The strength of global GDP is mainly attributed to accelerating US growth due to sizeable fiscal stimulus (by 0.6 pps to 2.9% in 2018). The positive effect is expected to start in the second half of 2018 (1.2 pps cumulatively by 2020 according to IMF estimates). Q1 GDP (due on Friday) is expected at around 2% qoq saar, held back by adverse weather conditions. US expansionary measures, however, create a number of risks, with General Government Debt/GDP expected to rise to 111% in 2020 and US 10-Year yields approaching the 3% mark (the highest in five years). In the euro area, PMIs stabilized in April following two monthly declines (see graph below & Economics).
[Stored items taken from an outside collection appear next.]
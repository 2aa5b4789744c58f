//! Integration tests for Layer 0: Types
//!
//! Tests for canonical types, the lattice, declarations, and matching.

mod lattice;
mod store;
Emerging economies are likely to provide a further boost to global GDP, growing by 4.9% on 2018 and 5.1% in 2019, compared with 4.8% in 2017. Accelerating growth in commodity exporting countries and India is expected to offset a slowdown in China (to 6.6% in 2018 compared with 6.9% in 2017) -- though the latest Chinese data are stronger than expected.
Indeed, GDP growth was exceptionally strong in Q1:2018 at 6.8% yoy. Moreover, the Chinese authorities are unlikely to tighten financial conditions excessively. Indeed, the PBOC cut the Required Reserve Ratio by 1% (to 14%-16%) for a targeted group of banks, providing additional liquidity of RMB 400bn (0.5% of GDP) to the banking system. A risk to policy remains the high level of private (corporate and households) sector leverage, at 208% of GDP in 2017 vs 211% of GDP in 2016.
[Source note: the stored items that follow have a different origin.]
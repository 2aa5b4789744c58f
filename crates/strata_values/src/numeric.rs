//! Exact rationals and numeric operations with promotion.
//!
//! Mixed operands promote along integer → rational → real. Integer and
//! rational arithmetic is checked and reports overflow instead of wrapping.

use std::cmp::Ordering;
use std::fmt;

use strata_types::{Error, ErrorKind, Result, Type};

use crate::value::Value;

fn gcd(mut a: i128, mut b: i128) -> i128 {
    while b != 0 {
        (a, b) = (b, a % b);
    }
    a.abs()
}

fn overflow() -> Error {
    Error::new(ErrorKind::Overflow)
}

/// An exact fraction in lowest terms with a positive denominator.
#[derive(Clone, Copy, Debug, PartialEq, Eq, Hash)]
pub struct Rational {
    numerator: i64,
    denominator: i64,
}

impl Rational {
    /// Creates a normalized fraction.
    ///
    /// # Errors
    ///
    /// Returns [`ErrorKind::DivisionByZero`] for a zero denominator, or
    /// [`ErrorKind::Overflow`] if the normalized form does not fit.
    pub fn new(numerator: i64, denominator: i64) -> Result<Self> {
        Self::normalize(i128::from(numerator), i128::from(denominator))
    }

    /// Products of two `i64` parts always fit in `i128`, so arithmetic is
    /// done wide and narrowed once here.
    fn normalize(numerator: i128, denominator: i128) -> Result<Self> {
        if denominator == 0 {
            return Err(Error::new(ErrorKind::DivisionByZero));
        }
        let divisor = gcd(numerator, denominator).max(1);
        let sign = if denominator < 0 { -1 } else { 1 };
        let (numerator, denominator) = (sign * numerator / divisor, sign * denominator / divisor);
        Ok(Self {
            numerator: i64::try_from(numerator).map_err(|_| overflow())?,
            denominator: i64::try_from(denominator).map_err(|_| overflow())?,
        })
    }

    /// The rational equal to an integer.
    #[must_use]
    pub fn from_integer(n: i64) -> Self {
        Self {
            numerator: n,
            denominator: 1,
        }
    }

    /// Returns the numerator.
    #[must_use]
    pub fn numerator(self) -> i64 {
        self.numerator
    }

    /// Returns the (always positive) denominator.
    #[must_use]
    pub fn denominator(self) -> i64 {
        self.denominator
    }

    /// Converts to the nearest real.
    #[must_use]
    #[allow(clippy::cast_precision_loss)]
    pub fn to_real(self) -> f64 {
        self.numerator as f64 / self.denominator as f64
    }

    /// Rounds toward negative infinity.
    #[must_use]
    pub fn floor(self) -> i64 {
        self.numerator.div_euclid(self.denominator)
    }

    /// Rounds to the nearest integer, ties away from zero.
    #[must_use]
    pub fn round(self) -> i64 {
        let (n, d) = self.wide();
        let magnitude = (2 * n.abs() + d).div_euclid(2 * d);
        let rounded = if n < 0 { -magnitude } else { magnitude };
        // Never larger in magnitude than the numerator.
        i64::try_from(rounded).unwrap_or(self.numerator)
    }

    fn wide(self) -> (i128, i128) {
        (i128::from(self.numerator), i128::from(self.denominator))
    }

    fn add(self, other: Self) -> Result<Self> {
        let ((an, ad), (bn, bd)) = (self.wide(), other.wide());
        Self::normalize(an * bd + bn * ad, ad * bd)
    }

    fn negate(self) -> Result<Self> {
        let (n, d) = self.wide();
        Self::normalize(-n, d)
    }

    fn multiply(self, other: Self) -> Result<Self> {
        let ((an, ad), (bn, bd)) = (self.wide(), other.wide());
        Self::normalize(an * bn, ad * bd)
    }

    fn divide(self, other: Self) -> Result<Self> {
        let ((an, ad), (bn, bd)) = (self.wide(), other.wide());
        Self::normalize(an * bd, ad * bn)
    }
}

impl PartialOrd for Rational {
    fn partial_cmp(&self, other: &Self) -> Option<Ordering> {
        Some(self.cmp(other))
    }
}

impl Ord for Rational {
    fn cmp(&self, other: &Self) -> Ordering {
        let lhs = i128::from(self.numerator) * i128::from(other.denominator);
        let rhs = i128::from(other.numerator) * i128::from(self.denominator);
        lhs.cmp(&rhs)
    }
}

impl fmt::Display for Rational {
    fn fmt(&self, f: &mut fmt::Formatter<'_>) -> fmt::Result {
        write!(f, "{}r{}", self.numerator, self.denominator)
    }
}

/// A numeric operand after promotion to a common representation.
enum Promoted {
    Integers(i64, i64),
    Rationals(Rational, Rational),
    Reals(f64, f64),
}

fn as_rational(value: &Value) -> Option<Rational> {
    match value {
        Value::Integer(n) => Some(Rational::from_integer(*n)),
        Value::Rational(r) => Some(*r),
        _ => None,
    }
}

#[allow(clippy::cast_precision_loss)]
fn as_real(value: &Value) -> Option<f64> {
    match value {
        Value::Integer(n) => Some(*n as f64),
        Value::Rational(r) => Some(r.to_real()),
        Value::Real(x) => Some(*x),
        _ => None,
    }
}

fn not_numeric(value: &Value) -> Error {
    Error::type_mismatch(Type::number(), value.ty())
}

fn promote(left: &Value, right: &Value) -> Result<Promoted> {
    for operand in [left, right] {
        if !operand.ty().is_numeric() {
            return Err(not_numeric(operand));
        }
    }
    Ok(match (left, right) {
        (Value::Integer(a), Value::Integer(b)) => Promoted::Integers(*a, *b),
        (Value::Real(_), _) | (_, Value::Real(_)) => Promoted::Reals(
            as_real(left).ok_or_else(|| not_numeric(left))?,
            as_real(right).ok_or_else(|| not_numeric(right))?,
        ),
        _ => Promoted::Rationals(
            as_rational(left).ok_or_else(|| not_numeric(left))?,
            as_rational(right).ok_or_else(|| not_numeric(right))?,
        ),
    })
}

impl Value {
    /// Adds two numbers.
    ///
    /// # Errors
    ///
    /// Returns a type mismatch for non-numeric operands, or
    /// [`ErrorKind::Overflow`].
    pub fn add(&self, other: &Value) -> Result<Value> {
        Ok(match promote(self, other)? {
            Promoted::Integers(a, b) => Value::Integer(a.checked_add(b).ok_or_else(overflow)?),
            Promoted::Rationals(a, b) => Value::Rational(a.add(b)?),
            Promoted::Reals(a, b) => Value::Real(a + b),
        })
    }

    /// Subtracts `other` from this number.
    ///
    /// # Errors
    ///
    /// See [`Value::add`].
    pub fn subtract(&self, other: &Value) -> Result<Value> {
        Ok(match promote(self, other)? {
            Promoted::Integers(a, b) => Value::Integer(a.checked_sub(b).ok_or_else(overflow)?),
            Promoted::Rationals(a, b) => Value::Rational(a.add(b.negate()?)?),
            Promoted::Reals(a, b) => Value::Real(a - b),
        })
    }

    /// Multiplies two numbers.
    ///
    /// # Errors
    ///
    /// See [`Value::add`].
    pub fn multiply(&self, other: &Value) -> Result<Value> {
        Ok(match promote(self, other)? {
            Promoted::Integers(a, b) => Value::Integer(a.checked_mul(b).ok_or_else(overflow)?),
            Promoted::Rationals(a, b) => Value::Rational(a.multiply(b)?),
            Promoted::Reals(a, b) => Value::Real(a * b),
        })
    }

    /// Divides this number by `other`.
    ///
    /// Two integers divide into a real, so `5 / 2` is `2.5`. Use
    /// [`Rational::new`] for an exact quotient.
    ///
    /// # Errors
    ///
    /// Returns [`ErrorKind::DivisionByZero`] for a zero divisor, otherwise
    /// see [`Value::add`].
    pub fn divide(&self, other: &Value) -> Result<Value> {
        Ok(match promote(self, other)? {
            Promoted::Integers(_, 0) => return Err(Error::new(ErrorKind::DivisionByZero)),
            #[allow(clippy::cast_precision_loss)]
            Promoted::Integers(a, b) => Value::Real(a as f64 / b as f64),
            Promoted::Rationals(a, b) => Value::Rational(a.divide(b)?),
            Promoted::Reals(_, b) if b == 0.0 => {
                return Err(Error::new(ErrorKind::DivisionByZero));
            }
            Promoted::Reals(a, b) => Value::Real(a / b),
        })
    }

    /// Negates a number.
    ///
    /// # Errors
    ///
    /// See [`Value::add`].
    pub fn negate(&self) -> Result<Value> {
        match self {
            Value::Integer(n) => Ok(Value::Integer(n.checked_neg().ok_or_else(overflow)?)),
            Value::Rational(r) => Ok(Value::Rational(r.negate()?)),
            Value::Real(x) => Ok(Value::Real(-x)),
            other => Err(not_numeric(other)),
        }
    }

    /// Rounds toward negative infinity.
    ///
    /// Integers and rationals give integers, reals stay real.
    ///
    /// # Errors
    ///
    /// Returns a type mismatch for non-numeric values.
    pub fn floor(&self) -> Result<Value> {
        match self {
            Value::Integer(n) => Ok(Value::Integer(*n)),
            Value::Rational(r) => Ok(Value::Integer(r.floor())),
            Value::Real(x) => Ok(Value::Real(x.floor())),
            other => Err(not_numeric(other)),
        }
    }

    /// Rounds to the nearest whole number, ties away from zero.
    ///
    /// Integers and rationals give integers, reals stay real.
    ///
    /// # Errors
    ///
    /// Returns a type mismatch for non-numeric values.
    pub fn round(&self) -> Result<Value> {
        match self {
            Value::Integer(n) => Ok(Value::Integer(*n)),
            Value::Rational(r) => Ok(Value::Integer(r.round())),
            Value::Real(x) => Ok(Value::Real(x.round())),
            other => Err(not_numeric(other)),
        }
    }

    /// Compares two numbers across representations.
    ///
    /// Returns `None` for non-numeric operands or a NaN.
    #[must_use]
    pub fn numeric_cmp(&self, other: &Value) -> Option<Ordering> {
        match promote(self, other).ok()? {
            Promoted::Integers(a, b) => Some(a.cmp(&b)),
            Promoted::Rationals(a, b) => Some(a.cmp(&b)),
            Promoted::Reals(a, b) => a.partial_cmp(&b),
        }
    }
}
The IMF foresees broadly balanced risks in the short term, but skewed to the downside in the medium term, mainly stemming from: i) a build-up of financial vulnerabilities as global financial conditions remain loose (Advanced Economies debt ex-financials: 273% of GDP in 2017 versus 237% in 2007 and record issuance by low credit borrowers particularly in the euro area and the UK – see graph below); and ii) a potential protectionist shift in trade policies, as well as geopolitical risks.
Global equity markets remained in positive territory for a second consecutive week, supported by robust corporate profitability and a cautious stance by major central banks (Bank of England). The S&P500 earnings season began on a positive note (actual EPS growth of 18% yoy so far -- see page 3), with DM equity markets up by 0.8% (+1.7% MtD | -1% YtD).
Government bonds sold off, with the exception of UK short-term Gilts (-8 bps to 0.83%), as Governor Carney indicated he was in no hurry to tighten policy at the May 10th meeting. US 10-Year yields rose sharply by 13 bps to their highest level since January 2014 (2.96%), as March economic data came out above expectations. 10-Year Bund yields increased by 8 bps wow to 0.59%.
The USD index recorded modest gains, ending the week up by 0.3% against the EUR to $1.23 (+2.4% YtD). The ECB is expected to keep policy (and policy guidance) unchanged on Thursday, while major announcements regarding the QE programme are expected either in June or July.